**About this exercise**
Every line below between the one holding "precision, recall, f1" and the one holding "let report = build_report(3, &pairs, vec![]);", inclusive, should be copied exactly, and no other line.

Saved entries:
:::

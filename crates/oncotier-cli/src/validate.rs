//! Validation harness: run the pipeline against gold-standard labels
//! and compute per-tier precision/recall/F1, a confusion matrix, and
//! the average tier distance.

use std::collections::BTreeMap;

use futures::stream::{self, StreamExt};
use oncotier_engine::tier::Tier;
use serde::{Deserialize, Serialize};
use tracing::{info, warn};

use crate::pipeline::Pipeline;

#[derive(Debug, Clone, Deserialize)]
pub struct ValidationCase {
    pub gene: String,
    pub variant: String,
    #[serde(default)]
    pub tumor_type: Option<String>,
    pub expected_tier: String,
    #[serde(default)]
    pub notes: Option<String>,
}

#[derive(Debug, Clone, Default, Serialize)]
pub struct TierMetrics {
    pub tp: usize,
    pub fp: usize,
    #[serde(rename = "fn")]
    pub false_negatives: usize,
    pub precision: f64,
    pub recall: f64,
    pub f1: f64,
}

#[derive(Debug, Clone, Serialize)]
pub struct CaseFailure {
    pub gene: String,
    pub variant: String,
    pub tumor_type: Option<String>,
    pub error: String,
}

#[derive(Debug, Clone, Serialize)]
pub struct ValidationReport {
    pub total_cases: usize,
    pub evaluated: usize,
    pub overall_accuracy: f64,
    pub per_tier: BTreeMap<String, TierMetrics>,
    /// Rows are expected tiers I..IV, columns predicted I..IV.
    pub confusion_matrix: Vec<Vec<usize>>,
    pub average_tier_distance: f64,
    pub failures: Vec<CaseFailure>,
}

/// Run every case through the pipeline with a bounded number in flight.
/// Per-case errors are captured into the report, never propagated.
pub async fn run_validation(
    pipeline: &Pipeline,
    cases: Vec<ValidationCase>,
    max_concurrent: usize,
) -> anyhow::Result<ValidationReport> {
    let total = cases.len();
    let outcomes: Vec<(ValidationCase, Result<Tier, String>)> =
        stream::iter(cases.into_iter().map(|case| async move {
            let result = pipeline
                .assess(&case.gene, &case.variant, case.tumor_type.as_deref())
                .await;
            let outcome = match result {
                Ok(assessment) => Tier::parse(&assessment.tier)
                    .ok_or_else(|| format!("unparseable tier {}", assessment.tier)),
                Err(e) => Err(e.to_string()),
            };
            (case, outcome)
        }))
        .buffer_unordered(max_concurrent.max(1))
        .collect()
        .await;

    let mut pairs: Vec<(Tier, Tier)> = Vec::new();
    let mut failures = Vec::new();
    for (case, outcome) in outcomes {
        let Some(expected) = Tier::parse(&case.expected_tier) else {
            failures.push(CaseFailure {
                error: format!("unparseable expected tier {:?}", case.expected_tier),
                gene: case.gene,
                variant: case.variant,
                tumor_type: case.tumor_type,
            });
            continue;
        };
        match outcome {
            Ok(predicted) => pairs.push((expected, predicted)),
            Err(error) => {
                warn!(gene = %case.gene, variant = %case.variant, %error, "case failed");
                failures.push(CaseFailure {
                    error,
                    gene: case.gene,
                    variant: case.variant,
                    tumor_type: case.tumor_type,
                });
            }
        }
    }

    let report = build_report(total, &pairs, failures);
    info!(
        evaluated = report.evaluated,
        accuracy = report.overall_accuracy,
        "validation complete"
    );
    Ok(report)
}

const TIERS: [Tier; 4] = [Tier::I, Tier::II, Tier::III, Tier::IV];

fn build_report(
    total_cases: usize,
    pairs: &[(Tier, Tier)],
    failures: Vec<CaseFailure>,
) -> ValidationReport {
    let evaluated = pairs.len();
    let mut confusion = vec![vec![0usize; 4]; 4];
    for (expected, predicted) in pairs {
        confusion[(expected.rank() - 1) as usize][(predicted.rank() - 1) as usize] += 1;
    }

    let mut per_tier = BTreeMap::new();
    let mut correct = 0usize;
    for tier in TIERS {
        let i = (tier.rank() - 1) as usize;
        let tp = confusion[i][i];
        let fp: usize = (0..4).filter(|&j| j != i).map(|j| confusion[j][i]).sum();
        let false_negatives: usize = (0..4).filter(|&j| j != i).map(|j| confusion[i][j]).sum();
        correct += tp;

        let precision = ratio(tp, tp + fp);
        let recall = ratio(tp, tp + false_negatives);
        let f1 = if precision + recall > 0.0 {
            2.0 * precision * recall / (precision + recall)
        } else {
            0.0
        };

        per_tier.insert(
            tier.as_str().to_string(),
            TierMetrics { tp, fp, false_negatives, precision, recall, f1 },
        );
    }

    let average_tier_distance = if evaluated > 0 {
        pairs
            .iter()
            .map(|(e, p)| (e.rank() as i32 - p.rank() as i32).unsigned_abs() as f64)
            .sum::<f64>()
            / evaluated as f64
    } else {
        0.0
    };

    ValidationReport {
        total_cases,
        evaluated,
        overall_accuracy: ratio(correct, evaluated),
        per_tier,
        confusion_matrix: confusion,
        average_tier_distance,
        failures,
    }
}

fn ratio(num: usize, den: usize) -> f64 {
    if den == 0 {
        0.0
    } else {
        num as f64 / den as f64
    }
}

// ── Tests ─────────────────────────────────────────────────────────────────────

#[cfg(test)]
mod tests {
    use super::*;

    #[test]
    fn test_perfect_predictions() {
        let pairs = vec![(Tier::I, Tier::I), (Tier::II, Tier::II), (Tier::III, Tier::III)];
        let report = build_report(3, &pairs, vec![]);
        assert_eq!(report.overall_accuracy, 1.0);
        assert_eq!(report.average_tier_distance, 0.0);
        assert_eq!(report.per_tier["I"].f1, 1.0);
        assert_eq!(report.confusion_matrix[0][0], 1);
    }

    #[test]
    fn test_metric_identities() {
        // Expected I predicted II, expected II predicted II.
        let pairs = vec![(Tier::I, Tier::II), (Tier::II, Tier::II)];
        let report = build_report(2, &pairs, vec![]);

        let tier_ii = &report.per_tier["II"];
        assert_eq!(tier_ii.tp, 1);
        assert_eq!(tier_ii.fp, 1);
        assert_eq!(tier_ii.false_negatives, 0);
        assert!((tier_ii.precision - 0.5).abs() < 1e-9);
        assert!((tier_ii.recall - 1.0).abs() < 1e-9);
        // F1 = 2PR/(P+R)
        let expected_f1 = 2.0 * 0.5 * 1.0 / 1.5;
        assert!((tier_ii.f1 - expected_f1).abs() < 1e-9);

        let tier_i = &report.per_tier["I"];
        assert_eq!(tier_i.tp, 0);
        assert_eq!(tier_i.f1, 0.0); // P+R = 0 branch

        // accuracy = sum(TP) / N
        assert!((report.overall_accuracy - 0.5).abs() < 1e-9);
    }

    #[test]
    fn test_tier_distance() {
        let pairs = vec![(Tier::I, Tier::IV), (Tier::II, Tier::II)];
        let report = build_report(2, &pairs, vec![]);
        assert!((report.average_tier_distance - 1.5).abs() < 1e-9);
    }

    #[test]
    fn test_failures_do_not_enter_metrics() {
        let pairs = vec![(Tier::I, Tier::I)];
        let failures = vec![CaseFailure {
            gene: "ALK".into(),
            variant: "fusion".into(),
            tumor_type: None,
            error: "unsupported variant class".into(),
        }];
        let report = build_report(2, &pairs, failures);
        assert_eq!(report.total_cases, 2);
        assert_eq!(report.evaluated, 1);
        assert_eq!(report.overall_accuracy, 1.0);
        assert_eq!(report.failures.len(), 1);
    }

    #[test]
    fn test_empty_report() {
        let report = build_report(0, &[], vec![]);
        assert_eq!(report.overall_accuracy, 0.0);
        assert_eq!(report.average_tier_distance, 0.0);
    }

    #[test]
    fn test_case_deserialization() {
        let case: ValidationCase = serde_json::from_str(
            r#"{"gene": "BRAF", "variant": "V600E", "tumor_type": "Melanoma", "expected_tier": "I"}"#,
        )
        .unwrap();
        assert_eq!(case.gene, "BRAF");
        assert!(case.notes.is_none());
    }
}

:::

**Solution**
            TierMetrics { tp, fp, false_negatives, precision, recall, f1 },
        );
    }

    let average_tier_distance = if evaluated > 0 {
        pairs
            .iter()
            .map(|(e, p)| (e.rank() as i32 - p.rank() as i32).unsigned_abs() as f64)
            .sum::<f64>()
            / evaluated as f64
    } else {
        0.0
    };

    ValidationReport {
        total_cases,
        evaluated,
        overall_accuracy: ratio(correct, evaluated),
        per_tier,
        confusion_matrix: confusion,
        average_tier_distance,
        failures,
    }
}

fn ratio(num: usize, den: usize) -> f64 {
    if den == 0 {
        0.0
    } else {
        num as f64 / den as f64
    }
}

// ── Tests ─────────────────────────────────────────────────────────────────────

#[cfg(test)]
mod tests {
    use super::*;

    #[test]
    fn test_perfect_predictions() {
        let pairs = vec![(Tier::I, Tier::I), (Tier::II, Tier::II), (Tier::III, Tier::III)];
        let report = build_report(3, &pairs, vec![]);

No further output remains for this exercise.